Shannon Minter, the Legal Director for NCLR in an email to the Blade after the ruling said:

“First as a lawyer in the Reagan and Bush administrations and later as a judge on the DC Circuit and now as a Supreme Court justice, Chief Justice John Roberts has sought to undermine affirmative efforts to remedy the lasting impact of slavery on Black people in our country and our nation’s long history of severe and systemic racial discrimination.

After gutting the Voting Right Act in Shelby County v. Holder, he has now succeeded in getting a majority of justices to support another of his major goals:  banning college admission policies that take race into account as a factor, notwithstanding the critical importance of education as a pipeline to full participation in our society.

As the dissenting justices noted, the impact of this decision will be to worsen racial inequality in colleges and universities, which in turn will have a negative impact on all sectors of our society.

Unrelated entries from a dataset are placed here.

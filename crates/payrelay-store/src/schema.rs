//! Database schema definitions and column families.
//!
//! One column family per application table, plus the processed-event ledger
//! and the setup-intent index.

/// Column family names for the `RocksDB` database.
pub mod cf {
    /// Customer records, keyed by `user_id`.
    pub const CUSTOMERS: &str = "customers";

    /// Index: `setup_intent_id` → `user_id`. Value is the big-endian user id.
    pub const CUSTOMERS_BY_SETUP_INTENT: &str = "customers_by_setup_intent";

    /// Subscription invoices, keyed by record id.
    pub const INVOICES: &str = "invoices";

    /// Rule/batch payments, keyed by record id.
    pub const RULE_PAYMENTS: &str = "rule_payments";

    /// Request payments, keyed by record id.
    pub const REQUEST_PAYMENTS: &str = "request_payments";

    /// Additional charges, keyed by record id.
    pub const ADDITIONAL_CHARGES: &str = "additional_charges";

    /// Commission (cronside) payments, keyed by record id.
    pub const COMMISSION_PAYMENTS: &str = "commission_payments";

    /// Processed webhook events, keyed by processor event id. Value is the
    /// event's created timestamp, used by the retention prune.
    pub const PROCESSED_EVENTS: &str = "processed_events";
}

/// Returns all column family names for database initialization.
#[must_use]
pub fn all_column_families() -> Vec<&'static str> {
    vec![
        cf::CUSTOMERS,
        cf::CUSTOMERS_BY_SETUP_INTENT,
        cf::INVOICES,
        cf::RULE_PAYMENTS,
        cf::REQUEST_PAYMENTS,
        cf::ADDITIONAL_CHARGES,
        cf::COMMISSION_PAYMENTS,
        cf::PROCESSED_EVENTS,
    ]
}
//! Authentication extractor for service-to-service requests.
//!
//! Relay endpoints are called by the surrounding application, never by end
//! users, so the only credential is a pre-shared service API key carried in
//! the `x-service-key` header.

use std::sync::Arc;

use axum::extract::FromRequestParts;
use axum::http::request::Parts;

use crate::crypto::constant_time_eq;
use crate::error::ApiError;
use crate::state::AppState;

/// Proof that the request carried the configured service API key.
#[derive(Debug, Clone, Copy)]
pub struct ServiceAuth;

impl FromRequestParts<Arc<AppState>> for ServiceAuth {
    type Rejection = ApiError;

    fn from_request_parts<'life0, 'life1, 'async_trait>(
        parts: &'life0 mut Parts,
        state: &'life1 Arc<AppState>,
    ) -> ::core::pin::Pin<
        Box<
            dyn ::core::future::Future<Output = Result<Self, Self::Rejection>>
                + ::core::marker::Send
                + 'async_trait,
        >,
    >
    where
        'life0: 'async_trait,
        'life1: 'async_trait,
        Self: 'async_trait,
    {
        Box::pin(async move {
            let Some(expected) = state.config.service_api_key.as_deref() else {
                // No key configured - open access (development mode).
                tracing::warn!("SERVICE_API_KEY not configured - skipping service auth");
                return Ok(ServiceAuth);
            };

            let provided = parts
                .headers
                .get("x-service-key")
                .and_then(|v| v.to_str().ok())
                .ok_or(ApiError::Unauthorized)?;

            if constant_time_eq(provided, expected) {
                Ok(ServiceAuth)
            } else {
                Err(ApiError::Unauthorized)
            }
        })
    }
}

This dangerous decision could hardly come at a worse moment, when so many of our democratic norms and institutions are under attack. The only silver lining here is that this opinion is so far out of step with the values of most people in this country that its impact may be diminished by a renewed demand for greater racial inclusivity in higher education, which still may  be achieved by many other means not addressed in today’s decision.

It is incumbent on all of us who care about maintaining a multi-racial democracy to do all we can to minimize the harm caused by this tragically misguided opinion.”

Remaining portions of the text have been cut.